(Collected data)
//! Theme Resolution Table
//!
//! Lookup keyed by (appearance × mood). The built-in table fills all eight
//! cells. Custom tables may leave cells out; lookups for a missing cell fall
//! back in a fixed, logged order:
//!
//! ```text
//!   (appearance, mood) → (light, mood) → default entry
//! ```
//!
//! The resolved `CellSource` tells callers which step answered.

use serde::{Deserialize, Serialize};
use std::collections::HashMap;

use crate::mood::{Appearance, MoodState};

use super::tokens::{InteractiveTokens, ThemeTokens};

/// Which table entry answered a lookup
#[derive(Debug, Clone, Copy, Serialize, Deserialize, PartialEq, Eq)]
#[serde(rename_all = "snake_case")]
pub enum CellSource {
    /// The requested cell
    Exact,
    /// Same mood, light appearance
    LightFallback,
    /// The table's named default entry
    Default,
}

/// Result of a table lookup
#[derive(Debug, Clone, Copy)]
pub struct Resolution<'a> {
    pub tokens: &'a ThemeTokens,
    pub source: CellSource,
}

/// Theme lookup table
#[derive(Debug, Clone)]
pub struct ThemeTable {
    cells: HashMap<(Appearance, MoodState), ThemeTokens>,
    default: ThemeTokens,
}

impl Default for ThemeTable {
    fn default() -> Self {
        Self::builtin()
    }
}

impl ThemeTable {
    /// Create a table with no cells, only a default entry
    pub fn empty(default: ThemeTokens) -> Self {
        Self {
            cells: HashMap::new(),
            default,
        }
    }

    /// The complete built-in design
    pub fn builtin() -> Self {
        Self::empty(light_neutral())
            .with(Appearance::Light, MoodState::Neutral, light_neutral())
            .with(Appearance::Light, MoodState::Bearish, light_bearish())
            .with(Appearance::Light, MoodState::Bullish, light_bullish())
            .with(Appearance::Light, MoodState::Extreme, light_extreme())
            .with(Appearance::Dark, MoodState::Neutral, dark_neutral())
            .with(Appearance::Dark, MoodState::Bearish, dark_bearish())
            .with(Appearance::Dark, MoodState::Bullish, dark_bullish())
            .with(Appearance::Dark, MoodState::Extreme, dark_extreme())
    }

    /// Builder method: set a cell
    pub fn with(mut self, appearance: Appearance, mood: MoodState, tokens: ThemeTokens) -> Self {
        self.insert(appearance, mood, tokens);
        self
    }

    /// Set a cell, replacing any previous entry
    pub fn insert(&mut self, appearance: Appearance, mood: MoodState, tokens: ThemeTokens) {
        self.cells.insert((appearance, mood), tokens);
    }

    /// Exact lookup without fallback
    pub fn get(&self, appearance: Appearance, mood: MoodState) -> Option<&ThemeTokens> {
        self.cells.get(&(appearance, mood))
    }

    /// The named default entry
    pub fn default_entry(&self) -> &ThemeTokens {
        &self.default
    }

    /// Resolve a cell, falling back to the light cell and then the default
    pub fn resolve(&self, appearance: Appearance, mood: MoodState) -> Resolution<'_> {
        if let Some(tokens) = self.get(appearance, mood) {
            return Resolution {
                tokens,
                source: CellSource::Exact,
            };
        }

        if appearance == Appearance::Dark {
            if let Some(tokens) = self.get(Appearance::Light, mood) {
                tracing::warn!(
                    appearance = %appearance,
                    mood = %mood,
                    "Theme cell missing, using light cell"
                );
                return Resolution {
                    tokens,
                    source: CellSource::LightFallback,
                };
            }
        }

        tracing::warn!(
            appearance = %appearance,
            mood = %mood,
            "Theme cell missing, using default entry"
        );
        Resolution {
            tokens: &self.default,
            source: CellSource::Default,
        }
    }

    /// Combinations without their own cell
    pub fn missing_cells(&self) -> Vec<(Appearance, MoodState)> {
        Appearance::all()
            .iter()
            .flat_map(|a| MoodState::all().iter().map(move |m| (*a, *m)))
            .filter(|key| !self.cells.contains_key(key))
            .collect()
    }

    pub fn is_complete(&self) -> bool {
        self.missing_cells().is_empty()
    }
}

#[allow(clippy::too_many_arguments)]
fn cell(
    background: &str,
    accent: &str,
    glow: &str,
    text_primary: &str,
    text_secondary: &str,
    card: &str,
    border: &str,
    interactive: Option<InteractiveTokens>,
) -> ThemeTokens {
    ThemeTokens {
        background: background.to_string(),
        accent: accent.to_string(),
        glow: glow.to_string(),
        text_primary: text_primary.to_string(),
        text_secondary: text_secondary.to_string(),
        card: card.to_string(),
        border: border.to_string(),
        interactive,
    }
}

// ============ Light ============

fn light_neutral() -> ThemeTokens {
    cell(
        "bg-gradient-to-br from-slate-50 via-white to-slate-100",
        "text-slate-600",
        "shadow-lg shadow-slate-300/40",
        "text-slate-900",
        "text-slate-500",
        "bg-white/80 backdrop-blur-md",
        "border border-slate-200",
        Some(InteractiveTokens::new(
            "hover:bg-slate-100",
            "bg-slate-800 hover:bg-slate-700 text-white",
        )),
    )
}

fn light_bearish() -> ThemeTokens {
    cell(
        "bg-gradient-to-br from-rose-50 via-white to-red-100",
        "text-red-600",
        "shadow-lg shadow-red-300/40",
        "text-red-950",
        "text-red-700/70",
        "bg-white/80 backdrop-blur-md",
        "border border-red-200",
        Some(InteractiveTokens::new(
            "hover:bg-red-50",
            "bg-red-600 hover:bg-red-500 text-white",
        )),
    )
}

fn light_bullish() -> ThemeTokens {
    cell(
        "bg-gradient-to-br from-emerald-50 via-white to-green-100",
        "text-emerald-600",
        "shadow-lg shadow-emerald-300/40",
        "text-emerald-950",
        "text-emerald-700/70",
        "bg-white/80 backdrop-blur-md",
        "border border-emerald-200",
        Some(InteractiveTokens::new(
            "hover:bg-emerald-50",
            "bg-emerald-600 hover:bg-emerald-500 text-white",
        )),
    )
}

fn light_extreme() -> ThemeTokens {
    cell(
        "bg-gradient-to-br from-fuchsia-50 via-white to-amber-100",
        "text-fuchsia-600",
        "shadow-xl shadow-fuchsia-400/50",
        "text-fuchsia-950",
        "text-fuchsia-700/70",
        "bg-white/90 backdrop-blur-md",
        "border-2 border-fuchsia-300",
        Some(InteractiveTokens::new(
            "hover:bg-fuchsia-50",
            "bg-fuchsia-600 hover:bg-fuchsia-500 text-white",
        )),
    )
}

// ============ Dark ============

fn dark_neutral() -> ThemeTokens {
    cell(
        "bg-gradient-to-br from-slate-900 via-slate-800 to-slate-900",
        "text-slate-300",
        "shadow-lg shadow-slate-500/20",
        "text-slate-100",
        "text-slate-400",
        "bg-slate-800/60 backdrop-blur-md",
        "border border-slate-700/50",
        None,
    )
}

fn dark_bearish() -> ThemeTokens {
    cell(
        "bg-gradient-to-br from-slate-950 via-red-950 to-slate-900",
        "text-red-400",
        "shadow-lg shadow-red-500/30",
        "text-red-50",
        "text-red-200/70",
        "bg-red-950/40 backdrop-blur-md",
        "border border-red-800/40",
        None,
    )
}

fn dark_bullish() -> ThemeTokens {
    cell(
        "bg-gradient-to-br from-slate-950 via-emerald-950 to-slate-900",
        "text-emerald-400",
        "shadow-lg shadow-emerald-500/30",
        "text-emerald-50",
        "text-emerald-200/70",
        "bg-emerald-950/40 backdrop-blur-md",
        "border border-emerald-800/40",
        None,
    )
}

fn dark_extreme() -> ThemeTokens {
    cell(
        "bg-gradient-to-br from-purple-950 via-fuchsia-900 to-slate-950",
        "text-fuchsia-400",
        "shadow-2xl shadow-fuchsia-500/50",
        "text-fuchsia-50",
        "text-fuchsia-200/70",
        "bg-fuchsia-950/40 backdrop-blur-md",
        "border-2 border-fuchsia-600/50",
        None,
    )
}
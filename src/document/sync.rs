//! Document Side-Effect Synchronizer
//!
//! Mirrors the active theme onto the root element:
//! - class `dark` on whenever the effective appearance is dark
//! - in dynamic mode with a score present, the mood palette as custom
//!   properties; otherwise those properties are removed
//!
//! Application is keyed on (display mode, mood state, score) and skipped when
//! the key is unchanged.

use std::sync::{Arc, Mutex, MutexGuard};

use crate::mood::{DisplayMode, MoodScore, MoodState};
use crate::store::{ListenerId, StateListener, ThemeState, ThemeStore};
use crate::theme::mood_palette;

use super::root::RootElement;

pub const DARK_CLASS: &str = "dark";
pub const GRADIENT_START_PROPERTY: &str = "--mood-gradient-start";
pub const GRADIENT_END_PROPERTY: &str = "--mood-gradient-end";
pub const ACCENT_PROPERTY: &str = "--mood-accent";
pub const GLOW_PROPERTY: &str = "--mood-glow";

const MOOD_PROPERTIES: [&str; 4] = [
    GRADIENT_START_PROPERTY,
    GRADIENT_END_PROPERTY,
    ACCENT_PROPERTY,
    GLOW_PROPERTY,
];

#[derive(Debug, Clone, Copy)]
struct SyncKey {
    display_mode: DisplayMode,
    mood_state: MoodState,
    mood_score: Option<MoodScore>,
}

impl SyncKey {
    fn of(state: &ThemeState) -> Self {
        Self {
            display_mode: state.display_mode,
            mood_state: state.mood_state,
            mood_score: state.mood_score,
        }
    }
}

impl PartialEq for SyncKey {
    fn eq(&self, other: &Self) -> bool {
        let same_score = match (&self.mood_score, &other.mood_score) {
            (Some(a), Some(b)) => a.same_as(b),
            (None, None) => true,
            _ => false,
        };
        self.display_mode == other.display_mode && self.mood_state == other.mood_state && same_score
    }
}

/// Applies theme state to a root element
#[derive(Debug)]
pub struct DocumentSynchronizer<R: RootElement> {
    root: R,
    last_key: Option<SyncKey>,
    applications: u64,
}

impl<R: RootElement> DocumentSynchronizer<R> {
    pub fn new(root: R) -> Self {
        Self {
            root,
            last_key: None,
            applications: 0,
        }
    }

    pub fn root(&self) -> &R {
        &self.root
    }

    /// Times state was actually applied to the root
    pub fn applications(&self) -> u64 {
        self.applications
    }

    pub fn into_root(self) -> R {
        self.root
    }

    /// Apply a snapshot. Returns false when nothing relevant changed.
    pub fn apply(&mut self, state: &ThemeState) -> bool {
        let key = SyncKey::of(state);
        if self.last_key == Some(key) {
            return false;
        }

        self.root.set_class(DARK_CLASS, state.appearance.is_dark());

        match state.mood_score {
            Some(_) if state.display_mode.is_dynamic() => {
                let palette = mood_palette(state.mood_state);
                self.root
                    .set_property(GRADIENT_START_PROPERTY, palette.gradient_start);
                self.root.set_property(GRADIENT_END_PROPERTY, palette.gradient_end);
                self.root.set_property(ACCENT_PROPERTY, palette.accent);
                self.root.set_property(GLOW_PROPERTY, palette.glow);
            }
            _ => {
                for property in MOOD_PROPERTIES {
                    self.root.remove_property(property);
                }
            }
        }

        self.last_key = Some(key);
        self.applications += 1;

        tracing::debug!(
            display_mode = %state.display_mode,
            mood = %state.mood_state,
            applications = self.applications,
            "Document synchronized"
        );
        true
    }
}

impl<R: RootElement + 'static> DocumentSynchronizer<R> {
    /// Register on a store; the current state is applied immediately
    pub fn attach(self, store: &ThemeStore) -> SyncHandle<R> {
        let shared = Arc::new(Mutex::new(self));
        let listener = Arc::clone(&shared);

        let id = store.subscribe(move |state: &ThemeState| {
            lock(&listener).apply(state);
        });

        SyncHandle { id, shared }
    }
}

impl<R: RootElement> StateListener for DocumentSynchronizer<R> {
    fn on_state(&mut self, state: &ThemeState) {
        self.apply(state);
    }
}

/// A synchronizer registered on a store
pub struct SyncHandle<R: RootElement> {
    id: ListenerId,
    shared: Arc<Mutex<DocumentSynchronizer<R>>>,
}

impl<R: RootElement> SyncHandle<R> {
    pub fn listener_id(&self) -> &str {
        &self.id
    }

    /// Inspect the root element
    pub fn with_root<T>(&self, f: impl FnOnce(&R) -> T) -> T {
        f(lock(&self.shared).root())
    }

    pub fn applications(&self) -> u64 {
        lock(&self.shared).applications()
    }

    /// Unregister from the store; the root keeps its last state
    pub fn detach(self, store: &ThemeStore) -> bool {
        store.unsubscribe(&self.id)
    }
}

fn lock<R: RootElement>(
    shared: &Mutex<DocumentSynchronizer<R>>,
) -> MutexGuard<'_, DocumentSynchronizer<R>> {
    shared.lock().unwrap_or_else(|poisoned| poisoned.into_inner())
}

WHAT THE TASK ASKS:
In the data above, find each line where the string "using" appears, then copy it.

TASK ANSWER:
                    "Theme cell missing, using light cell"
            "Theme cell missing, using default entry"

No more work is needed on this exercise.